Would you transcribe exactly the lines below, starting at the one that contains "return raw;" and ending with the last line, both included? Leave out all other lines.
-- EXTRACTED ENTRIES follows --
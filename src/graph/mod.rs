//! Graph representation and shortest-path algorithms module

pub mod compressed;
pub mod builder;
pub mod algorithms;

pub use builder::GraphBuilder;
pub use compressed::{CompressedGraph, GraphView, NodeId};
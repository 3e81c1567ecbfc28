//! Normalization of raw brokerage totals

use itertools::Itertools;

use crate::groups::GroupIndex;

/// Divisor shared by the global and external measures.
///
/// Undirected paths are seen from both endpoints, so unnormalized scores are
/// halved. Normalized scores divide by 2 in every case, counting both
/// A -> B and B -> A for each unordered group pair.
pub fn base_factor(directed: bool, normalized: bool) -> f64 {
    if directed && !normalized {
        1.0
    } else {
        2.0
    }
}

fn divide_or_zero(value: f64, factor: f64) -> f64 {
    if factor == 0.0 {
        0.0
    } else {
        value / factor
    }
}

/// Rescale raw global totals.
///
/// The normalized divisor of node s is the number of shortest-path endpoint
/// pairs in different groups that exclude s.
pub fn rescale_global(
    raw: Vec<f64>,
    index: &GroupIndex,
    directed: bool,
    normalized: bool,
) -> Vec<f64> {
    let base = base_factor(directed, normalized);

    raw.into_iter()
        .enumerate()
        .map(|(s, score)| {
            let factor = if normalized {
                base * cross_pairs_without(index, s) as f64
            } else {
                base
            };
            divide_or_zero(score, factor)
        })
        .collect()
}

/// Σ over unordered group pairs (A, B) of |A\{s}|·|B\{s}| - |A∩B\{s}|
fn cross_pairs_without(index: &GroupIndex, s: usize) -> usize {
    (0..index.group_count())
        .tuple_combinations()
        .map(|(a, b)| {
            let in_a = index.contains(s, a) as usize;
            let in_b = index.contains(s, b) as usize;
            let size_a = index.group_size(a) - in_a;
            let size_b = index.group_size(b) - in_b;
            let shared = index.intersection_size(a, b) - in_a * in_b;
            size_a * size_b - shared
        })
        .sum()
}

/// Rescale raw local totals by the most paths a node of its own group's size
/// can broker: (|own| - 1) · (|V| - |own|)
pub fn rescale_local(raw: Vec<f64>, index: &GroupIndex, normalized: bool) -> Vec<f64> {
    if !normalized {
        return raw;
    }

    let node_count = index.node_count();
    raw.into_iter()
        .enumerate()
        .map(|(s, score)| {
            let own = index.group_size(index.own_group(s));
            let factor = ((own - 1) * (node_count - own)) as f64;
            divide_or_zero(score, factor)
        })
        .collect()
}

/// Rescale raw external totals.
///
/// The normalized divisor counts endpoint pairs between two groups that both
/// exclude s: Σ over such unordered pairs (A, B) of |A|·|B| - |A∩B|.
pub fn rescale_external(
    raw: Vec<f64>,
    index: &GroupIndex,
    directed: bool,
    normalized: bool,
) -> Vec<f64> {
    let base = base_factor(directed, normalized);

    raw.into_iter()
        .enumerate()
        .map(|(s, score)| {
            let factor = if normalized {
                base * external_pairs(index, s) as f64
            } else {
                base
            };
            divide_or_zero(score, factor)
        })
        .collect()
}

fn external_pairs(index: &GroupIndex, s: usize) -> usize {
    (0..index.group_count())
        .filter(|&group| !index.contains(s, group))
        .tuple_combinations()
        .map(|(a, b)| {
            index.group_size(a) * index.group_size(b) - index.intersection_size(a, b)
        })
        .sum()
}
-- EXTRACTED ENTRIES concluded --
■ **RESPONSE AREA**:
        return raw;
    }

    let node_count = index.node_count();
    raw.into_iter()
        .enumerate()
        .map(|(s, score)| {
            let own = index.group_size(index.own_group(s));
            let factor = ((own - 1) * (node_count - own)) as f64;
            divide_or_zero(score, factor)
        })
        .collect()
}

/// Rescale raw external totals.
///
/// The normalized divisor counts endpoint pairs between two groups that both
/// exclude s: Σ over such unordered pairs (A, B) of |A|·|B| - |A∩B|.
pub fn rescale_external(
    raw: Vec<f64>,
    index: &GroupIndex,
    directed: bool,
    normalized: bool,
) -> Vec<f64> {
    let base = base_factor(directed, normalized);

    raw.into_iter()
        .enumerate()
        .map(|(s, score)| {
            let factor = if normalized {
                base * external_pairs(index, s) as f64
            } else {
                base
            };
            divide_or_zero(score, factor)
        })
        .collect()
}

fn external_pairs(index: &GroupIndex, s: usize) -> usize {
    (0..index.group_count())
        .filter(|&group| !index.contains(s, group))
        .tuple_combinations()
        .map(|(a, b)| {
            index.group_size(a) * index.group_size(b) - index.intersection_size(a, b)
        })
        .sum()
}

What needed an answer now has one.